Word now comes that Barstow officials are likewise looking to fatten their city’s coffers by consenting to host businesses which will retail marijuana for both medical and intoxicative purposes. That will be a shrewd move, those officials believe, as some 190,000 travelers headed to Las Vegas on average pass through Barstow on a weekly basis. It is calculated that the pot shops that set up operations in the 41.33 square mile, 24,000-population city could achieve gross sales nearing $20 million annually. With its voters having passed Measure Q, a one cent per dollar sales tax override, last November, Barstow now has the highest sales tax in San Bernardino County at 8.75 percent. Of that 8.75 cents per dollar, Barstow is entitled to two cents. Thus, if Barstow hits the $20 million marijuana retail sales mark annually, the city would reap $400,000 in sales tax. Yet that would not be the full extent of what the city might realize. At present, the discussions being carried out envision the city collecting a 5 percent to 15 percent operational tax to be levied on cannabis-related businesses within its jurisdiction. That would bring in an additional $1 million to $3 million. One possible factor that might reduce the city’s income from allowing the cannabis ventures to flourish would be that the sales tax would not be applicable to marijuana sold for medical as opposed to recreational purposes, as prescriptions are sales tax-exempt.

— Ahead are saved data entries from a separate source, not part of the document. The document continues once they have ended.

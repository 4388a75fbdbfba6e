//! Batch intake from a URL list.
//!
//! Reads `URL [priority]` lines and runs the intake pipeline for each one
//! in order, sleeping a fixed delay between calls to stay under the Reader
//! API's rate limit. A failed URL is counted and the loop moves on.

use std::path::Path;
use std::time::Duration;

use anyhow::{bail, Context, Result};
use chrono::NaiveDate;
use tracing::warn;

use crate::config::Config;
use crate::intake::{self, Matchers};
use crate::models::{IntakeOutcome, IntakeRequest};
use crate::progress::{BatchProgressEvent, BatchProgressReporter};
use crate::reader::ContentReader;

/// One URL line of a batch file.
#[derive(Debug, Clone, PartialEq, Eq)]
pub struct BatchEntry {
    pub line: usize,
    pub url: String,
    pub priority: Option<String>,
}

/// Parsed batch file.
#[derive(Debug, Default)]
pub struct BatchFile {
    pub entries: Vec<BatchEntry>,
    /// Non-empty, non-comment lines that do not start with `http`.
    pub skipped: Vec<(usize, String)>,
}

pub fn parse_batch(content: &str) -> BatchFile {
    let mut out = BatchFile::default();
    for (i, raw) in content.lines().enumerate() {
        let line = raw.trim();
        if line.is_empty() || line.starts_with('#') {
            continue;
        }
        if !line.starts_with("http") {
            out.skipped.push((i + 1, line.to_string()));
            continue;
        }
        let mut parts = line.split_whitespace();
        let url = parts.next().unwrap_or_default().to_string();
        let priority = parts.next().map(str::to_string);
        out.entries.push(BatchEntry {
            line: i + 1,
            url,
            priority,
        });
    }
    out
}

/// Counters for a finished batch.
#[derive(Debug, Default, Clone, Copy, PartialEq, Eq)]
pub struct BatchSummary {
    pub succeeded: u64,
    pub failed: u64,
    pub skipped: u64,
}

impl BatchSummary {
    pub fn attempted(&self) -> u64 {
        self.succeeded + self.failed
    }

    /// Integer-truncated success percentage, `None` when nothing was attempted.
    pub fn success_rate(&self) -> Option<u64> {
        match self.attempted() {
            0 => None,
            n => Some(self.succeeded * 100 / n),
        }
    }
}

/// Options shared by every intake in a batch.
pub struct BatchOptions {
    pub date: NaiveDate,
    pub delay: Duration,
    pub commit: bool,
    pub force: bool,
}

/// Run every entry of the batch file at `path`.
///
/// `on_result` receives each intake's outcome so the caller can print it.
pub async fn run_batch<F>(
    config: &Config,
    reader: &dyn ContentReader,
    path: &Path,
    options: &BatchOptions,
    progress: &dyn BatchProgressReporter,
    mut on_result: F,
) -> Result<BatchSummary>
where
    F: FnMut(&BatchEntry, &Result<IntakeOutcome>),
{
    let content = std::fs::read_to_string(path)
        .with_context(|| format!("Failed to read batch file: {}", path.display()))?;
    let batch = parse_batch(&content);

    for (line, text) in &batch.skipped {
        warn!(line, text = %text, "skipping line that is not a URL");
    }
    if batch.entries.is_empty() {
        bail!("no URLs found in {}", path.display());
    }

    let matchers = Matchers::from_config(config)?;
    let total = batch.entries.len() as u64;
    let mut summary = BatchSummary {
        skipped: batch.skipped.len() as u64,
        ..BatchSummary::default()
    };

    for (i, entry) in batch.entries.iter().enumerate() {
        let n = i as u64 + 1;
        if i > 0 && !options.delay.is_zero() {
            progress.report(BatchProgressEvent::Waiting {
                secs: options.delay.as_secs(),
            });
            tokio::time::sleep(options.delay).await;
        }

        progress.report(BatchProgressEvent::Started {
            n,
            total,
            url: entry.url.clone(),
        });

        let request = IntakeRequest {
            url: entry.url.clone(),
            priority: intake::resolve_priority(config, entry.priority.as_deref()),
            date: options.date,
            dry_run: false,
            commit: options.commit,
            force: options.force,
        };
        let result = intake::run_intake(config, reader, &matchers, &request).await;

        let ok = result.is_ok();
        if ok {
            summary.succeeded += 1;
        } else {
            summary.failed += 1;
        }
        on_result(entry, &result);

        progress.report(BatchProgressEvent::Finished {
            n,
            total,
            url: entry.url.clone(),
            ok,
        });
    }

    Ok(summary)
}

A criticism that has been levied at the city is that it has entrusted the formulation of city’s marijuana policy to the city’s Rules and Policies Committee, which is headed by Councilman Richard Harpole. Harpole spent just under 24 years with the Barstow Police Department, rising to the rank of lieutenant before retiring in 2008, at which point he was eligible for a pension, which currently stands at $77,700 per year. A primary element of his assignment during his last several years with the police department was overseeing drug interdiction efforts. Thus, Harpole, who spent more than two decades in arresting and consigning those involved in the trafficking of marijuana to prosecution and conviction often on charges of crimes of moral turpitude related to the sale of marijuana and the profiting therefrom, is now designing a policy by which the city will create opportunities for individuals to engage in the sale of marijuana and consequently make way for the institution with which he, Harpole, is affiliated, the City of Barstow, to profit therefrom.

Efforts by the Sentinel to obtain from Harpole his response to that criticism, as well as his perspective on the changing social and legal dynamics of marijuana use, marijuana availability and its legitimized commercialism were unsuccessful. Those efforts included a letter sent to Harpole by email and phone calls to his council office at Barstow City Hall.

In response to an inquiry made to the city on the subject, Anthony Riley, Barstow’s official spokesman told the Sentinel, “The city council is scheduled to review and discuss two cannabis ordinances at the June 3, 2019 meeting. At this time, no decisions have been made on the outcome of cannabis in the City of Barstow, and it may be premature to request the position of council members on an issue they have yet to discuss in open session.”